Direkt am Anfang bewerbt ihr eure App, die leider nur eine Minderheit nutzen kann, das die nur fürs IPhone, aber nicht für Android gibt.

Das Layout gefällt auf jeden fall.

Leider preist ihr die Formula RX als gute Bremse an, über die man z.B. hier im Forum fast nur Kritik hört.

Die Bilder sind auch gut. Vorallem die ganzseitigen Aufnahmen.

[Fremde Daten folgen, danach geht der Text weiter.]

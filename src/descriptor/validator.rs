use serde::{Deserialize, Serialize};
use serde_json::Value;
use strum_macros::{Display, EnumString};
use tracing::{debug, trace};

use super::format::TomlScalar;
use super::schema::{Additional, Node, NodeId};
use super::{
    parse_document, DescriptorError, Format, InstancePath, MetaPackageDescriptor, Schema,
    Violation, ViolationKind,
};

/// How to treat fields the schema does not declare.
#[derive(
    Debug, Default, Display, Clone, Copy, EnumString, PartialEq, Eq, Serialize, Deserialize,
)]
#[strum(serialize_all = "lowercase", ascii_case_insensitive)]
#[serde(rename_all = "lowercase")]
pub enum Mode {
    /// Undeclared fields are ignored.
    #[default]
    Lenient,
    /// Undeclared fields are violations, including unknown installation mechanisms.
    Strict,
}

/// Checks documents against a compiled schema and turns valid ones into descriptors.
#[derive(Debug, Clone)]
pub struct Validator {
    schema: Schema,
    mode: Mode,
}

impl Validator {
    /// A validator for the built-in meta-package schema.
    pub fn new(mode: Mode) -> Result<Self, DescriptorError> {
        Ok(Self::with_schema(Schema::builtin()?, mode))
    }

    pub fn with_schema(schema: Schema, mode: Mode) -> Self {
        Self { schema, mode }
    }

    pub fn mode(&self) -> Mode {
        self.mode
    }

    pub fn schema(&self) -> &Schema {
        &self.schema
    }

    /// Collects every violation in `document`. An empty result means the document is valid.
    pub fn check(&self, document: &Value) -> Vec<Violation> {
        let mut walk = Walk {
            schema: &self.schema,
            mode: self.mode,
            violations: Vec::new(),
        };
        walk.visit(self.schema.root(), document, &InstancePath::root());
        walk.violations
    }

    pub fn validate(&self, document: &Value) -> Result<MetaPackageDescriptor, DescriptorError> {
        let violations = self.check(document);
        if !violations.is_empty() {
            debug!("document has {} violation(s)", violations.len());
            return Err(DescriptorError::Violations(violations));
        }

        serde_json::from_value(document.clone())
            .map_err(|err| DescriptorError::Incompatible(err.to_string()))
    }

    pub fn validate_str(
        &self,
        text: &str,
        format: Format,
    ) -> Result<MetaPackageDescriptor, DescriptorError> {
        let document = parse_document(text, format)?;
        self.validate(&document)
    }
}

struct Walk<'s> {
    schema: &'s Schema,
    mode: Mode,
    violations: Vec<Violation>,
}

impl Walk<'_> {
    fn visit_id(&mut self, id: NodeId, value: &Value, path: &InstancePath) {
        let schema = self.schema;
        self.visit(schema.node(id), value, path);
    }

    fn visit(&mut self, node: &Node, value: &Value, path: &InstancePath) {
        if node.never {
            self.push(path, ViolationKind::Forbidden {
                actual: value.clone(),
            });
            return;
        }

        if let Some(types) = &node.types {
            if !types.iter().any(|ty| ty.matches(value)) {
                self.push(path, ViolationKind::WrongType {
                    expected: types.clone(),
                    actual: value.clone(),
                });
                return;
            }
        }

        match value {
            Value::Object(fields) if TomlScalar::of(value).is_none() => {
                for field in &node.required {
                    if !fields.contains_key(field) {
                        self.push(path, ViolationKind::MissingField {
                            field: field.clone(),
                        });
                    }
                }

                for (key, child) in fields {
                    if let Some(&id) = node.properties.get(key) {
                        self.visit_id(id, child, &path.key(key));
                        continue;
                    }
                    match node.additional {
                        Additional::Schema(id) => self.visit_id(id, child, &path.key(key)),
                        Additional::Allowed => {}
                        Additional::Denied => self.unknown(path, key, child),
                        Additional::Unspecified => {
                            if self.mode == Mode::Strict && !node.properties.is_empty() {
                                self.unknown(path, key, child);
                            } else {
                                trace!("ignoring undeclared field {}", path.key(key));
                            }
                        }
                    }
                }
            }
            Value::Array(items) => {
                if let Some(id) = node.items {
                    for (index, item) in items.iter().enumerate() {
                        self.visit_id(id, item, &path.index(index));
                    }
                }
            }
            _ => {}
        }
    }

    fn unknown(&mut self, parent: &InstancePath, key: &str, value: &Value) {
        self.push(&parent.key(key), ViolationKind::UnknownField {
            field: key.to_owned(),
            actual: value.clone(),
        });
    }

    fn push(&mut self, path: &InstancePath, kind: ViolationKind) {
        self.violations.push(Violation {
            path: path.clone(),
            kind,
        });
    }
}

Ein wenig stört mich die auflistung aller Bikes und ihrer Einsatzgebiete, da erwähnt ihr das Swoop und das Slide DH, es gibt aber nirgends informationen dazu ob und wenn ja wann es die zu kaufen gibt, was die können sollen oder auch nur wie es aussieht.


----------



## MTB-News.de




----------



## 4Helden (23. März 2011)

Die Formula RX ist def. ein gute Bremse.Einzig das Quitchen nervt ein bisschen.Aber durch Exaktes Ausrichten lässt sich dieses auf ein Minimum Reduzieren.


----------



## 123Luomi (24. März 2011)

super geworden. Hut ab!!


----------



## Oshiki (24. März 2011)

Ich habe die RX nur durch Shimano CL Scheiben leise bekommen.

Das Magazin ist OK.
Die Geschichte mit der App ist mir auch aufgefallen. Scheinbar haben es einige noch nicht mit bekommen das inzwischen Android Marktführer ist


----------



## greg12 (25. März 2011)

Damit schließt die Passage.